What you are asked to do - Please return each of the entries below exactly as they appear.

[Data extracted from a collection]
· · · · ·
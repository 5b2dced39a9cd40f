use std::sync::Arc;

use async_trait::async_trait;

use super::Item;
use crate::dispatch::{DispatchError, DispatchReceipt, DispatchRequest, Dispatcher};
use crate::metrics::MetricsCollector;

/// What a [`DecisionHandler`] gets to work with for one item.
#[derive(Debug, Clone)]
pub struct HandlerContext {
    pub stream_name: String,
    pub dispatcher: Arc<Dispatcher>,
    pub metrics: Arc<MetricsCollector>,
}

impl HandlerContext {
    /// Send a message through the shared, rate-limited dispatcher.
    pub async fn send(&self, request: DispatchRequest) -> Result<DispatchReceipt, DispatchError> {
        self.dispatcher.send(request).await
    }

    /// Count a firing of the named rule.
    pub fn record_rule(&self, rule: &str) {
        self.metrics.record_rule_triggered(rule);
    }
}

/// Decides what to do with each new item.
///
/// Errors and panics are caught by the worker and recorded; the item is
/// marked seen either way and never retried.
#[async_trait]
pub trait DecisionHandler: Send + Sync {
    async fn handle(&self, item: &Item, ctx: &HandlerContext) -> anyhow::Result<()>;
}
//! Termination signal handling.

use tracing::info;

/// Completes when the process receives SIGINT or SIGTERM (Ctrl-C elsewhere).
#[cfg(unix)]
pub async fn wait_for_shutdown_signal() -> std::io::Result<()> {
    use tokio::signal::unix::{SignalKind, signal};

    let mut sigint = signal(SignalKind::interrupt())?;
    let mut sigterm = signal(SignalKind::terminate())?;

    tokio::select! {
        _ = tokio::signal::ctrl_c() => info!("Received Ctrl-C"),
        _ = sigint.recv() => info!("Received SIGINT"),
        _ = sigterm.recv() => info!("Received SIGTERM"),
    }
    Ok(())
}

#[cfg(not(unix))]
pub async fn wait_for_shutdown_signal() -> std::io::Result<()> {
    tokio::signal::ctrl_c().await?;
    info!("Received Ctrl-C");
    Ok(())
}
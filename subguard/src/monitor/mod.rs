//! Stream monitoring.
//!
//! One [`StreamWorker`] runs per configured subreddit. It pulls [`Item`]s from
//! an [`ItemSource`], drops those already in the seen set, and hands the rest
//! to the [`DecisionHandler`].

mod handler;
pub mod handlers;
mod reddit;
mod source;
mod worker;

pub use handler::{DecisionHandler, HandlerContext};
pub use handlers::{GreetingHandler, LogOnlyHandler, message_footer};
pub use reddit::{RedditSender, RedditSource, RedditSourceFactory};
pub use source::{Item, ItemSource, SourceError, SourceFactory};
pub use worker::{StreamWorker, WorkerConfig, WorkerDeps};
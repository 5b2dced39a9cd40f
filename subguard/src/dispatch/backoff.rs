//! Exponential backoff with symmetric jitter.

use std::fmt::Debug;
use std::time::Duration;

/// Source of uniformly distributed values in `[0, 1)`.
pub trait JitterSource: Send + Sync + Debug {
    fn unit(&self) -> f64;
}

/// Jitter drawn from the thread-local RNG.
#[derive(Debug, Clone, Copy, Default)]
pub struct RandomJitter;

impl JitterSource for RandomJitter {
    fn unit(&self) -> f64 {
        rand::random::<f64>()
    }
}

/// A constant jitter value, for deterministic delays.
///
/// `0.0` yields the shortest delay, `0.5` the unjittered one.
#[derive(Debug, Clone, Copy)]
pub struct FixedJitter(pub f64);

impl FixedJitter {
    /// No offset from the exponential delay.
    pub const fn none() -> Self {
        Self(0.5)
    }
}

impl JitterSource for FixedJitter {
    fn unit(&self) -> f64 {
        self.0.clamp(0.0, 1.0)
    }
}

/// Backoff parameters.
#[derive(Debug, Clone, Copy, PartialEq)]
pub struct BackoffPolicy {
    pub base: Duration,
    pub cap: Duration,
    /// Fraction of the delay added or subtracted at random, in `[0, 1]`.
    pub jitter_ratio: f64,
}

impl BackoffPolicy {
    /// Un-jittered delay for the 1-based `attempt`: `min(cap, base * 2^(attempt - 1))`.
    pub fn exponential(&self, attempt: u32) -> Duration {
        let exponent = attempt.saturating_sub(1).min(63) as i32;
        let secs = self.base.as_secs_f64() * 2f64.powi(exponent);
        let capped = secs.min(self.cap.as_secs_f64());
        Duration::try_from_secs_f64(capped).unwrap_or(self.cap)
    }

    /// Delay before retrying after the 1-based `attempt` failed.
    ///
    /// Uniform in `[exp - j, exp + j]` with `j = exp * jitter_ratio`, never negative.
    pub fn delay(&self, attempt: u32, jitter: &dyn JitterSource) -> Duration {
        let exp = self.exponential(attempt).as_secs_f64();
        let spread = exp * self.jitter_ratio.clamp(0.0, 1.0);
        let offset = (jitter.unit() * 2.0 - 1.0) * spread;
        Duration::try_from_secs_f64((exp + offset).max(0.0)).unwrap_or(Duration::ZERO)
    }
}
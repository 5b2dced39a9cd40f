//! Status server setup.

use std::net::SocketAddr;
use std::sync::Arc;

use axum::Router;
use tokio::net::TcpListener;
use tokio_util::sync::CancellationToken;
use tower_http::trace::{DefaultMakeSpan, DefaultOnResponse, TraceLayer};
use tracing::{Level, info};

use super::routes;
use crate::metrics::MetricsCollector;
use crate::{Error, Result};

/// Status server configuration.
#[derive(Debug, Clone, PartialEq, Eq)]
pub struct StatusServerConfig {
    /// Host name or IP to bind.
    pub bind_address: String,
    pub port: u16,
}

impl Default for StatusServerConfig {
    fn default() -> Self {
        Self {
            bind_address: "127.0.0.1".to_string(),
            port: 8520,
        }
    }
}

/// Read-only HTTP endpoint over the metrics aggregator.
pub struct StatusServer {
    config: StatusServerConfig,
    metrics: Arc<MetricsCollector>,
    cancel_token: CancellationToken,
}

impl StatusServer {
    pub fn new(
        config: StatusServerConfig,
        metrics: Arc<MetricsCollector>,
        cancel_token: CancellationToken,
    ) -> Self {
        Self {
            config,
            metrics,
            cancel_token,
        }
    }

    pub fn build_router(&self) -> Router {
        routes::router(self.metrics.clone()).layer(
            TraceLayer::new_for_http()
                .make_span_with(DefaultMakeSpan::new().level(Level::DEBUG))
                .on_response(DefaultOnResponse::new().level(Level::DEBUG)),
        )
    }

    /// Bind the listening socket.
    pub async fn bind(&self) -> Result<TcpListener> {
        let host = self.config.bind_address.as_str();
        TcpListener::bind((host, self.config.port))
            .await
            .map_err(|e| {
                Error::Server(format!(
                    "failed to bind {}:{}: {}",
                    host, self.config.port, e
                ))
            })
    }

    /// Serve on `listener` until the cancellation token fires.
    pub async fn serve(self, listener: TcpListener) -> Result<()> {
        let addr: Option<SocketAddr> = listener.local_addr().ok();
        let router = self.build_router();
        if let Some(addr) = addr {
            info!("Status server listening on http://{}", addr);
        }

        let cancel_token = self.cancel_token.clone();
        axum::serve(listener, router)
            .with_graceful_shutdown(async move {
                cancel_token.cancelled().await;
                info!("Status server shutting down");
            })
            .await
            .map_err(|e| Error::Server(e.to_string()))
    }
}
· · · · ·
Answer below -
repository 5b2dced39a9cd40f
use std::sync::Arc;

use async_trait::async_trait;

use super::Item;
use crate::dispatch::{DispatchError, DispatchReceipt, DispatchRequest, Dispatcher};
use crate::metrics::MetricsCollector;

/// What a [`DecisionHandler`] gets to work with for one item.
#[derive(Debug, Clone)]
pub struct HandlerContext {
    pub stream_name: String,
    pub dispatcher: Arc<Dispatcher>,
    pub metrics: Arc<MetricsCollector>,
}

impl HandlerContext {
    /// Send a message through the shared, rate-limited dispatcher.
    pub async fn send(&self, request: DispatchRequest) -> Result<DispatchReceipt, DispatchError> {
        self.dispatcher.send(request).await
    }

    /// Count a firing of the named rule.
    pub fn record_rule(&self, rule: &str) {
        self.metrics.record_rule_triggered(rule);
    }
}

/// Decides what to do with each new item.
///
/// Errors and panics are caught by the worker and recorded; the item is
/// marked seen either way and never retried.
#[async_trait]
pub trait DecisionHandler: Send + Sync {
    async fn handle(&self, item: &Item, ctx: &HandlerContext) -> anyhow::Result<()>;
}
//! Termination signal handling.

use tracing::info;

/// Completes when the process receives SIGINT or SIGTERM (Ctrl-C elsewhere).
#[cfg(unix)]
pub async fn wait_for_shutdown_signal() -> std::io::Result<()> {
    use tokio::signal::unix::{SignalKind, signal};

    let mut sigint = signal(SignalKind::interrupt())?;
    let mut sigterm = signal(SignalKind::terminate())?;

    tokio::select! {
        _ = tokio::signal::ctrl_c() => info!("Received Ctrl-C"),
        _ = sigint.recv() => info!("Received SIGINT"),
        _ = sigterm.recv() => info!("Received SIGTERM"),
    }
    Ok(())
}

#[cfg(not(unix))]
pub async fn wait_for_shutdown_signal() -> std::io::Result<()> {
    tokio::signal::ctrl_c().await?;
    info!("Received Ctrl-C");
    Ok(())
}
filename subguard/src/monitor/mod.rs
//! Stream monitoring.
//!
//! One [`StreamWorker`] runs per configured subreddit. It pulls [`Item`]s from
//! an [`ItemSource`], drops those already in the seen set, and hands the rest
//! to the [`DecisionHandler`].

mod handler;
pub mod handlers;
mod reddit;
mod source;
mod worker;

pub use handler::{DecisionHandler, HandlerContext};
pub use handlers::{GreetingHandler, LogOnlyHandler, message_footer};
pub use reddit::{RedditSender, RedditSource, RedditSourceFactory};
pub use source::{Item, ItemSource, SourceError, SourceFactory};
pub use worker::{StreamWorker, WorkerConfig, WorkerDeps};
repository 5b2dced39a9cd40f
filename subguard/src/dispatch/backoff.rs
//! Exponential backoff with symmetric jitter.

use std::fmt::Debug;
use std::time::Duration;

/// Source of uniformly distributed values in `[0, 1)`.
pub trait JitterSource: Send + Sync + Debug {
    fn unit(&self) -> f64;
}

/// Jitter drawn from the thread-local RNG.
#[derive(Debug, Clone, Copy, Default)]
pub struct RandomJitter;

impl JitterSource for RandomJitter {
    fn unit(&self) -> f64 {
        rand::random::<f64>()
    }
}

/// A constant jitter value, for deterministic delays.
///
/// `0.0` yields the shortest delay, `0.5` the unjittered one.
#[derive(Debug, Clone, Copy)]
pub struct FixedJitter(pub f64);

impl FixedJitter {
    /// No offset from the exponential delay.
    pub const fn none() -> Self {
        Self(0.5)
    }
}

impl JitterSource for FixedJitter {
    fn unit(&self) -> f64 {
        self.0.clamp(0.0, 1.0)
    }
}

/// Backoff parameters.
#[derive(Debug, Clone, Copy, PartialEq)]
pub struct BackoffPolicy {
    pub base: Duration,
    pub cap: Duration,
    /// Fraction of the delay added or subtracted at random, in `[0, 1]`.
    pub jitter_ratio: f64,
}

impl BackoffPolicy {
    /// Un-jittered delay for the 1-based `attempt`: `min(cap, base * 2^(attempt - 1))`.
    pub fn exponential(&self, attempt: u32) -> Duration {
        let exponent = attempt.saturating_sub(1).min(63) as i32;
        let secs = self.base.as_secs_f64() * 2f64.powi(exponent);
        let capped = secs.min(self.cap.as_secs_f64());
        Duration::try_from_secs_f64(capped).unwrap_or(self.cap)
    }

    /// Delay before retrying after the 1-based `attempt` failed.
    ///
    /// Uniform in `[exp - j, exp + j]` with `j = exp * jitter_ratio`, never negative.
    pub fn delay(&self, attempt: u32, jitter: &dyn JitterSource) -> Duration {
        let exp = self.exponential(attempt).as_secs_f64();
        let spread = exp * self.jitter_ratio.clamp(0.0, 1.0);
        let offset = (jitter.unit() * 2.0 - 1.0) * spread;
        Duration::try_from_secs_f64((exp + offset).max(0.0)).unwrap_or(Duration::ZERO)
    }
}
repository 5b2dced39a9cd40f
//! Status server setup.

use std::net::SocketAddr;
use std::sync::Arc;

use axum::Router;
use tokio::net::TcpListener;
use tokio_util::sync::CancellationToken;
use tower_http::trace::{DefaultMakeSpan, DefaultOnResponse, TraceLayer};
use tracing::{Level, info};

use super::routes;
use crate::metrics::MetricsCollector;
use crate::{Error, Result};

/// Status server configuration.
#[derive(Debug, Clone, PartialEq, Eq)]
pub struct StatusServerConfig {
    /// Host name or IP to bind.
    pub bind_address: String,
    pub port: u16,
}

impl Default for StatusServerConfig {
    fn default() -> Self {
        Self {
            bind_address: "127.0.0.1".to_string(),
            port: 8520,
        }
    }
}

/// Read-only HTTP endpoint over the metrics aggregator.
pub struct StatusServer {
    config: StatusServerConfig,
    metrics: Arc<MetricsCollector>,
    cancel_token: CancellationToken,
}

impl StatusServer {
    pub fn new(
        config: StatusServerConfig,
        metrics: Arc<MetricsCollector>,
        cancel_token: CancellationToken,
    ) -> Self {
        Self {
            config,
            metrics,
            cancel_token,
        }
    }

    pub fn build_router(&self) -> Router {
        routes::router(self.metrics.clone()).layer(
            TraceLayer::new_for_http()
                .make_span_with(DefaultMakeSpan::new().level(Level::DEBUG))
                .on_response(DefaultOnResponse::new().level(Level::DEBUG)),
        )
    }

    /// Bind the listening socket.
    pub async fn bind(&self) -> Result<TcpListener> {
        let host = self.config.bind_address.as_str();
        TcpListener::bind((host, self.config.port))
            .await
            .map_err(|e| {
                Error::Server(format!(
                    "failed to bind {}:{}: {}",
                    host, self.config.port, e
                ))
            })
    }

    /// Serve on `listener` until the cancellation token fires.
    pub async fn serve(self, listener: TcpListener) -> Result<()> {
        let addr: Option<SocketAddr> = listener.local_addr().ok();
        let router = self.build_router();
        if let Some(addr) = addr {
            info!("Status server listening on http://{}", addr);
        }

        let cancel_token = self.cancel_token.clone();
        axum::serve(listener, router)
            .with_graceful_shutdown(async move {
                cancel_token.cancelled().await;
                info!("Status server shutting down");
            })
            .await
            .map_err(|e| Error::Server(e.to_string()))
    }
}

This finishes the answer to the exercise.